Only lines that contain the string "struct" should be returned from the material below.
(DATA EXCERPTS Opens)
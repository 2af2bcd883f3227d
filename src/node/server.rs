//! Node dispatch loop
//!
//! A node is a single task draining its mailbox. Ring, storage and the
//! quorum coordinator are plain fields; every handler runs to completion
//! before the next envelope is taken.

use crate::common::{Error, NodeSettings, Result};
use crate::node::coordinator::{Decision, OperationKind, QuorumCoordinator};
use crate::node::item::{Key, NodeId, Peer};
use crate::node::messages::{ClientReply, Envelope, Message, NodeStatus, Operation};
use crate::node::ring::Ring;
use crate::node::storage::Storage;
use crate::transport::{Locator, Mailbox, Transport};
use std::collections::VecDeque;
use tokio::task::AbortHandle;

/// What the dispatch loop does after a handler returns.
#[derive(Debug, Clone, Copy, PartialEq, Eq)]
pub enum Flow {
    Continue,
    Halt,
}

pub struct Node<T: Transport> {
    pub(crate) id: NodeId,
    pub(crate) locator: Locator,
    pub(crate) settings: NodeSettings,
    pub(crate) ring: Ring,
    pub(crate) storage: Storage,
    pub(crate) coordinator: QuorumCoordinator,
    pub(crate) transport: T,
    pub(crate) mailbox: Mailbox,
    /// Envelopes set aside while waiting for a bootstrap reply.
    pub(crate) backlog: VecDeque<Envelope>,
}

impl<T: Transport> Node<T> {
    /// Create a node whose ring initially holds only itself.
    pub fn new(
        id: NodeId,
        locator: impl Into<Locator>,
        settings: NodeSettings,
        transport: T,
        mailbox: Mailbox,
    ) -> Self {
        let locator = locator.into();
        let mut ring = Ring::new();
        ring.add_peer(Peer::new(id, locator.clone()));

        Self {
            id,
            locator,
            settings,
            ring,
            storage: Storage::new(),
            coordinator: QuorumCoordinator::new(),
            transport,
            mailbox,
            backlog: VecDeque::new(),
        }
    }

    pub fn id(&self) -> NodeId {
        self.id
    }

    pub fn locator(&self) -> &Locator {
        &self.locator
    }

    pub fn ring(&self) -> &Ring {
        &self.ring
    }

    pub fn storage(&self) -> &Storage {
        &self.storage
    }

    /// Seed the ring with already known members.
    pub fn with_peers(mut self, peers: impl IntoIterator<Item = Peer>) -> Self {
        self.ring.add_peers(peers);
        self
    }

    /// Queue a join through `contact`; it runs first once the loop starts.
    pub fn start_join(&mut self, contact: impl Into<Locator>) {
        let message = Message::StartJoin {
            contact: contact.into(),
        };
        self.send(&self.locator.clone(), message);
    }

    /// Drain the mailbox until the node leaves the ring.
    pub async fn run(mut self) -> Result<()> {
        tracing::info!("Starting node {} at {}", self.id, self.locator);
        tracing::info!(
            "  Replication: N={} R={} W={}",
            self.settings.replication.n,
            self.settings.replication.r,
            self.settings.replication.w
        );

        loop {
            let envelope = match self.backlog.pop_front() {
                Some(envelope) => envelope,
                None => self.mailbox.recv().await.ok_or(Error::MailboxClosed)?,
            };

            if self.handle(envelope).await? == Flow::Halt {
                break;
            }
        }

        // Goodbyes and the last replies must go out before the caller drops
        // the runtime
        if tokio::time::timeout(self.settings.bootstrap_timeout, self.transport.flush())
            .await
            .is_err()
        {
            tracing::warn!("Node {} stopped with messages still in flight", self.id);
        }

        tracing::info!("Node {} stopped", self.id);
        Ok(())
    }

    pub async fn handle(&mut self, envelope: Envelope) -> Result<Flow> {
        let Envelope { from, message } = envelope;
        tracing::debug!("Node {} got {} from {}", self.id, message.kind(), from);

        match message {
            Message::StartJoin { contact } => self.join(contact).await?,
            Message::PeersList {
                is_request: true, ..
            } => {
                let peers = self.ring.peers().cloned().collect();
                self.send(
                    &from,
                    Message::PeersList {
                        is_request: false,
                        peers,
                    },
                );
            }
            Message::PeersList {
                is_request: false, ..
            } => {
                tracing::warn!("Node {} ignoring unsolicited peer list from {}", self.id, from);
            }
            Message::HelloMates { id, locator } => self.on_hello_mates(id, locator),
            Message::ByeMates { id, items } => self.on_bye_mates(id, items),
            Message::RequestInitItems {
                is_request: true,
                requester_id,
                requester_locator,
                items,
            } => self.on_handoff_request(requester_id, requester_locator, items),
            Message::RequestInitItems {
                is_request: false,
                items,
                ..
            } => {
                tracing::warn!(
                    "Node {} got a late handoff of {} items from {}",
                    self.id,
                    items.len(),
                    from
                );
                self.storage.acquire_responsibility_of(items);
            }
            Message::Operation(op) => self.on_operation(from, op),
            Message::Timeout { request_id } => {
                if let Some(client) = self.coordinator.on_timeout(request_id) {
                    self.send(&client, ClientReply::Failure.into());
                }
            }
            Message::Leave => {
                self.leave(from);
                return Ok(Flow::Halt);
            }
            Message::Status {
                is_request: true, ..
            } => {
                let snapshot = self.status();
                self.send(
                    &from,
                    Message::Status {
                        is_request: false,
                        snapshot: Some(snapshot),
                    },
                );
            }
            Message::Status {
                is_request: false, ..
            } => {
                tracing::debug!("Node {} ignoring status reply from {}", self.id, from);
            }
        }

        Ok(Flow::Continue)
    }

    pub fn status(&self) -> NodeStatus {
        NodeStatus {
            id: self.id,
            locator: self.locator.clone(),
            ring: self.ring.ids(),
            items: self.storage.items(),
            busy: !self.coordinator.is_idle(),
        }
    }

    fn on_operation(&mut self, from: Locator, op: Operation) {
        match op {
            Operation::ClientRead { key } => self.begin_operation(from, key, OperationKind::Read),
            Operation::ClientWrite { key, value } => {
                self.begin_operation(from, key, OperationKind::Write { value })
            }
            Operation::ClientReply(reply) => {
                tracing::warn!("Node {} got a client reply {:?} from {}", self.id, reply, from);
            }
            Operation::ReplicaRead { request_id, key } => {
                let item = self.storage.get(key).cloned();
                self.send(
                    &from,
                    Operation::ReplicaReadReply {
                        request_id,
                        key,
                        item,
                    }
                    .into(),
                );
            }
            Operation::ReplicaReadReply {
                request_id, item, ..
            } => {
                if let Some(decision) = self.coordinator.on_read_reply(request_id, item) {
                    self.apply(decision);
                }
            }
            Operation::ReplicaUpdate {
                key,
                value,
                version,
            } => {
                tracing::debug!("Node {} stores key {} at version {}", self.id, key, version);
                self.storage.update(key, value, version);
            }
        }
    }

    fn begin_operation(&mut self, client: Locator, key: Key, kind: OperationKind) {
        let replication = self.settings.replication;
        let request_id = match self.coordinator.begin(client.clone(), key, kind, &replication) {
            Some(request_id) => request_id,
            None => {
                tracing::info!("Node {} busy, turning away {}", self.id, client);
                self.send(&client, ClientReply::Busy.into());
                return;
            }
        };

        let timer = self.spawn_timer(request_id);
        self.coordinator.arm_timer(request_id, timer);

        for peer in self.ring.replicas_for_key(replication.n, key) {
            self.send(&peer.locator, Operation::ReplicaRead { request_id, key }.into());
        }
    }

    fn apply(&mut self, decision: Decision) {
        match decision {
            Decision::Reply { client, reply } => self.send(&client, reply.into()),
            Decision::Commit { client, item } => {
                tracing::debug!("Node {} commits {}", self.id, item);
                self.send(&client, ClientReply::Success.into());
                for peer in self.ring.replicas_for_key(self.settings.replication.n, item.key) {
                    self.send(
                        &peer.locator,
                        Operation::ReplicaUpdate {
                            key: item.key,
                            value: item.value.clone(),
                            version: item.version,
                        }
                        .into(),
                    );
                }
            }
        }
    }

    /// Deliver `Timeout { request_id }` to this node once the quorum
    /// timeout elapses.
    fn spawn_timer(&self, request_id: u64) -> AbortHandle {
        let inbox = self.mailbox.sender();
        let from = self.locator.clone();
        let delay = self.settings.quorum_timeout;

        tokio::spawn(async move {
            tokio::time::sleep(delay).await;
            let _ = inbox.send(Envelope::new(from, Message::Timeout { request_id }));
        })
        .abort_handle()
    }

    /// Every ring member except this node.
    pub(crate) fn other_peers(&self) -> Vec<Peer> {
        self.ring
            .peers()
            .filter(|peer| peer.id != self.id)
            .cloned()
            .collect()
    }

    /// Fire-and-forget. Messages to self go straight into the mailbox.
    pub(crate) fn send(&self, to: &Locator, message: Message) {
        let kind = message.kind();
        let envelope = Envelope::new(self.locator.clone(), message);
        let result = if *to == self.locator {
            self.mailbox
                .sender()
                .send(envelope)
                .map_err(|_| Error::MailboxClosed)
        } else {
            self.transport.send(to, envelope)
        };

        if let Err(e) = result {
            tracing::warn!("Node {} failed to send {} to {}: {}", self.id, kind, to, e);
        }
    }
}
(DATA EXCERPTS Closes)
(DATA EXCERPTS Opens)
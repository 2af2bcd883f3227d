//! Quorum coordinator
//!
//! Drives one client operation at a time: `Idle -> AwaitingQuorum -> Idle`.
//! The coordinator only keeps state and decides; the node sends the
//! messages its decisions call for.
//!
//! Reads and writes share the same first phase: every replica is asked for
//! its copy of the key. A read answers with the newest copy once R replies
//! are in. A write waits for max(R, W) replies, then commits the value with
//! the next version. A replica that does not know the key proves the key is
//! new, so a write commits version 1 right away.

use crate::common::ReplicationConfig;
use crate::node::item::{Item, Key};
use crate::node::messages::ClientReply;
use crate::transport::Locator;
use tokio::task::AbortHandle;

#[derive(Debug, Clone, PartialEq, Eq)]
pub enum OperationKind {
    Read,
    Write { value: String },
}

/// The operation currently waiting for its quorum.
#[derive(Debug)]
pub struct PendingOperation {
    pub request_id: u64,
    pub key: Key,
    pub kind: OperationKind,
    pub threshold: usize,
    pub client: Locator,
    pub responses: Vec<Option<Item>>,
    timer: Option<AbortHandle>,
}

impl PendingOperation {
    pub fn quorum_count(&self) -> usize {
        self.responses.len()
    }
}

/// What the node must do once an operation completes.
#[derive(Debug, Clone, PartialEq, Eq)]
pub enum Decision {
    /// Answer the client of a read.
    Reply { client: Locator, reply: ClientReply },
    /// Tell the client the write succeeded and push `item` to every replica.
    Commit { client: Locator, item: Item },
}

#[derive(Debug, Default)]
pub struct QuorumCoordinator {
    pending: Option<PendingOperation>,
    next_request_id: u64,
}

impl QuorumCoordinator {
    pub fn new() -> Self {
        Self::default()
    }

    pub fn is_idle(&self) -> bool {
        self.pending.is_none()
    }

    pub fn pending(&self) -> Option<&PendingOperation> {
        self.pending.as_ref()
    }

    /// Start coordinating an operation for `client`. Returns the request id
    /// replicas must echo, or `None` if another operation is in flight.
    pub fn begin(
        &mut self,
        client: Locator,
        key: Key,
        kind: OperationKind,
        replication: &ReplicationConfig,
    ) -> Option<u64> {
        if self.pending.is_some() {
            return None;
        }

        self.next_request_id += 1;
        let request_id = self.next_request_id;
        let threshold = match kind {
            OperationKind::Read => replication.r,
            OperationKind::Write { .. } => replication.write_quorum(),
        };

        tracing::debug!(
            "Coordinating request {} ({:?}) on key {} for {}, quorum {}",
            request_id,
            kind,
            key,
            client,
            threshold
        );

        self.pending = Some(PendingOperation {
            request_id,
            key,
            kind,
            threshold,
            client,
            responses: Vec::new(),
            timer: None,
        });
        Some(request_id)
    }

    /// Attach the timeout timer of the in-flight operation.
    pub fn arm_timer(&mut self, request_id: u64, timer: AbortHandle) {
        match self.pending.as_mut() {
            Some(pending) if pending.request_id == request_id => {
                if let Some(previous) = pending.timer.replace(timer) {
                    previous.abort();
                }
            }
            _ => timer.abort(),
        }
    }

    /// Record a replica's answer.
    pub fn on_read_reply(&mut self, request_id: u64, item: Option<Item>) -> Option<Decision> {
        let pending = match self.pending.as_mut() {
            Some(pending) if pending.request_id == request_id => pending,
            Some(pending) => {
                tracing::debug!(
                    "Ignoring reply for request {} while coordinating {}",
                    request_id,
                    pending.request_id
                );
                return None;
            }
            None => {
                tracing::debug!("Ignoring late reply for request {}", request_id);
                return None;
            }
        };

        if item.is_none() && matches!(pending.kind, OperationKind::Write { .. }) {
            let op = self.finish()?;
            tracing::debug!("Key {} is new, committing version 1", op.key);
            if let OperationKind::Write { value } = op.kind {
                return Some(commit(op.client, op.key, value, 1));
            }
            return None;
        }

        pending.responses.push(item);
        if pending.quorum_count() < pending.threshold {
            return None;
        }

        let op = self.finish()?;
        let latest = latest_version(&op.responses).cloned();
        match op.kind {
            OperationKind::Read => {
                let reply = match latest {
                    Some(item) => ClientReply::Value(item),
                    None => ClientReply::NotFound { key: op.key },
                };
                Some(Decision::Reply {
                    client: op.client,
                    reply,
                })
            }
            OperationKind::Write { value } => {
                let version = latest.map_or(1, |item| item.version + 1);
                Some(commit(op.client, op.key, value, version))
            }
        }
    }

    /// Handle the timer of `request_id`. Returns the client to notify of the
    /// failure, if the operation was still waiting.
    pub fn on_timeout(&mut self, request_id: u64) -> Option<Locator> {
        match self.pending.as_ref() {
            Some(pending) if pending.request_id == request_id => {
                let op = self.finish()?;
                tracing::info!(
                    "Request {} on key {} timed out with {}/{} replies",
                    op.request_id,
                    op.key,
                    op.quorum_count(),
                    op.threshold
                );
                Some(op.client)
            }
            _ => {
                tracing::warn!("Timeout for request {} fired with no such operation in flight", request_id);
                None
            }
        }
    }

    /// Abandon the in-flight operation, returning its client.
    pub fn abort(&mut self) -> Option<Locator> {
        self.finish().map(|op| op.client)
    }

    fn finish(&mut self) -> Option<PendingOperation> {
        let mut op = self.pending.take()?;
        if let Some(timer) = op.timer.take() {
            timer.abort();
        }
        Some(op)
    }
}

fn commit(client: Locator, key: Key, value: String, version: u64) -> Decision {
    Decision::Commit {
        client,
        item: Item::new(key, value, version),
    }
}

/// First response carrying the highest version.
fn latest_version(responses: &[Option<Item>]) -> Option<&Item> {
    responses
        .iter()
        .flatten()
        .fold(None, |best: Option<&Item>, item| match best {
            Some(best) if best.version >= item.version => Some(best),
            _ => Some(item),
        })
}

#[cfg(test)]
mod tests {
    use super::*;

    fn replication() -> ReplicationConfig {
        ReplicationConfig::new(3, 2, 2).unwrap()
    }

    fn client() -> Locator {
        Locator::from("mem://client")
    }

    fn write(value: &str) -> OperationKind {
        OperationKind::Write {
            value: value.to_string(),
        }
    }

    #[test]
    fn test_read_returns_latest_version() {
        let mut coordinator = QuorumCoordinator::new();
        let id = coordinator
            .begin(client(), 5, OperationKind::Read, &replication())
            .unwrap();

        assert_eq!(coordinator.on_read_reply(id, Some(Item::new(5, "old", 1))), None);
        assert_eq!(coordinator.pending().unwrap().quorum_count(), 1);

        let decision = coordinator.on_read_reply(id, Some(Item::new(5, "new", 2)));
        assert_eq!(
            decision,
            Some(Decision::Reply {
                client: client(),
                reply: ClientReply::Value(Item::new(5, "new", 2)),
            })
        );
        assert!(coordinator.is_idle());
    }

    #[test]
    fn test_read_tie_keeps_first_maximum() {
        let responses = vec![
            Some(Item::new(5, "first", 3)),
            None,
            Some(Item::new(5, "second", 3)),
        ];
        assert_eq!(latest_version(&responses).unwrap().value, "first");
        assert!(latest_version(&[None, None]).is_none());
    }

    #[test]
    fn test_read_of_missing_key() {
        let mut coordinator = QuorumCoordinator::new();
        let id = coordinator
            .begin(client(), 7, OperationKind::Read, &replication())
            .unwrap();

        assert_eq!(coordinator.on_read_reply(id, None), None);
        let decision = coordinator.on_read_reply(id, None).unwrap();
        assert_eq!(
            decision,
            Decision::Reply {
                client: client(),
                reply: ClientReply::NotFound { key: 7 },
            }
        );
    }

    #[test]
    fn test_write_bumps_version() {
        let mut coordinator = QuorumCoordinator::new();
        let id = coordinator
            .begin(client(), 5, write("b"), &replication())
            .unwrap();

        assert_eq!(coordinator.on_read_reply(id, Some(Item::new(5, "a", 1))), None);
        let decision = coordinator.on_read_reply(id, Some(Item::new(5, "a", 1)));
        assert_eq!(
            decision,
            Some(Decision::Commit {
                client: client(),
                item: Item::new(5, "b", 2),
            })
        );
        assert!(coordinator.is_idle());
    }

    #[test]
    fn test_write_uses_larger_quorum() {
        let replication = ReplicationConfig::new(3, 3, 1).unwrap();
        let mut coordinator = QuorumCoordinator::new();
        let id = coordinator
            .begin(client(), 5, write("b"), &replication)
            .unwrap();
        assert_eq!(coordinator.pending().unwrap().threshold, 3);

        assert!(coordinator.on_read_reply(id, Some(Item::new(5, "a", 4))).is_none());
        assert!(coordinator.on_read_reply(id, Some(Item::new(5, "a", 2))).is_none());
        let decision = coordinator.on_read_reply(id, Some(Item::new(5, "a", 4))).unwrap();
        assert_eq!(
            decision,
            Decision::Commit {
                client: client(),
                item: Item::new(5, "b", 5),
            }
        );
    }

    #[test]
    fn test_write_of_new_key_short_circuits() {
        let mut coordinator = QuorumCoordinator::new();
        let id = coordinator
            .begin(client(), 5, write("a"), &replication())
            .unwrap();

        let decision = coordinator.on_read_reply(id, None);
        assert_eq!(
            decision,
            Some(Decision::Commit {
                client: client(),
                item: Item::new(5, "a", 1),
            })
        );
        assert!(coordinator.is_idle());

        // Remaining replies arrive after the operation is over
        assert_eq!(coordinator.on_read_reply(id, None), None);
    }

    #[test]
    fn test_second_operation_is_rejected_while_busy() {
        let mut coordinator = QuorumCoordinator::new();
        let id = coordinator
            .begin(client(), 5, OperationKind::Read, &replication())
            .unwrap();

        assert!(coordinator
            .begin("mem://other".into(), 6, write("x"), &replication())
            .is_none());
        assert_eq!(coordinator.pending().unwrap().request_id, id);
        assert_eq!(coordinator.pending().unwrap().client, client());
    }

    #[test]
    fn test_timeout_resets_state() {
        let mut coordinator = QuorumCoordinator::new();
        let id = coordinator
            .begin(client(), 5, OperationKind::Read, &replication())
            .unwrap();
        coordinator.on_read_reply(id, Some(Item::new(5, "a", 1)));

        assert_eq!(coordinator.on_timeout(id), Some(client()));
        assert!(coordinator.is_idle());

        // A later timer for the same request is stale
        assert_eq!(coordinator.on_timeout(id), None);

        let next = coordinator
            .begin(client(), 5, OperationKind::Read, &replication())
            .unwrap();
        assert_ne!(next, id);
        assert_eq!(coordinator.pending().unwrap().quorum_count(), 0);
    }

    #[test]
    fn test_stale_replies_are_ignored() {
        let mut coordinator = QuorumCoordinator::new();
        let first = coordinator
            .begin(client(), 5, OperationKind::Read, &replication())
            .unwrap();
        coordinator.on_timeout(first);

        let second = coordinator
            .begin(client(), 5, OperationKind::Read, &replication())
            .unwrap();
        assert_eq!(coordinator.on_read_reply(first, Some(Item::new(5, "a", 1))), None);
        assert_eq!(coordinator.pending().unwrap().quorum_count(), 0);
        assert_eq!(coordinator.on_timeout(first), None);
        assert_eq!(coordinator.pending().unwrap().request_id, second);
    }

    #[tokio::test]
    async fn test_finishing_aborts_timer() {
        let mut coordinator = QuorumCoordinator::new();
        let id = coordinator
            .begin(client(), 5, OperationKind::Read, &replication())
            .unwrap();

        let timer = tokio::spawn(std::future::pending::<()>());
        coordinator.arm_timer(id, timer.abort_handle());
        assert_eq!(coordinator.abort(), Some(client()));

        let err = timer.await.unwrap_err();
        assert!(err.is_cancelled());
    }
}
(DATA EXCERPTS Closes)
ANSWER SPACE:
pub struct Node<T: Transport> {
pub struct PendingOperation {
pub struct QuorumCoordinator {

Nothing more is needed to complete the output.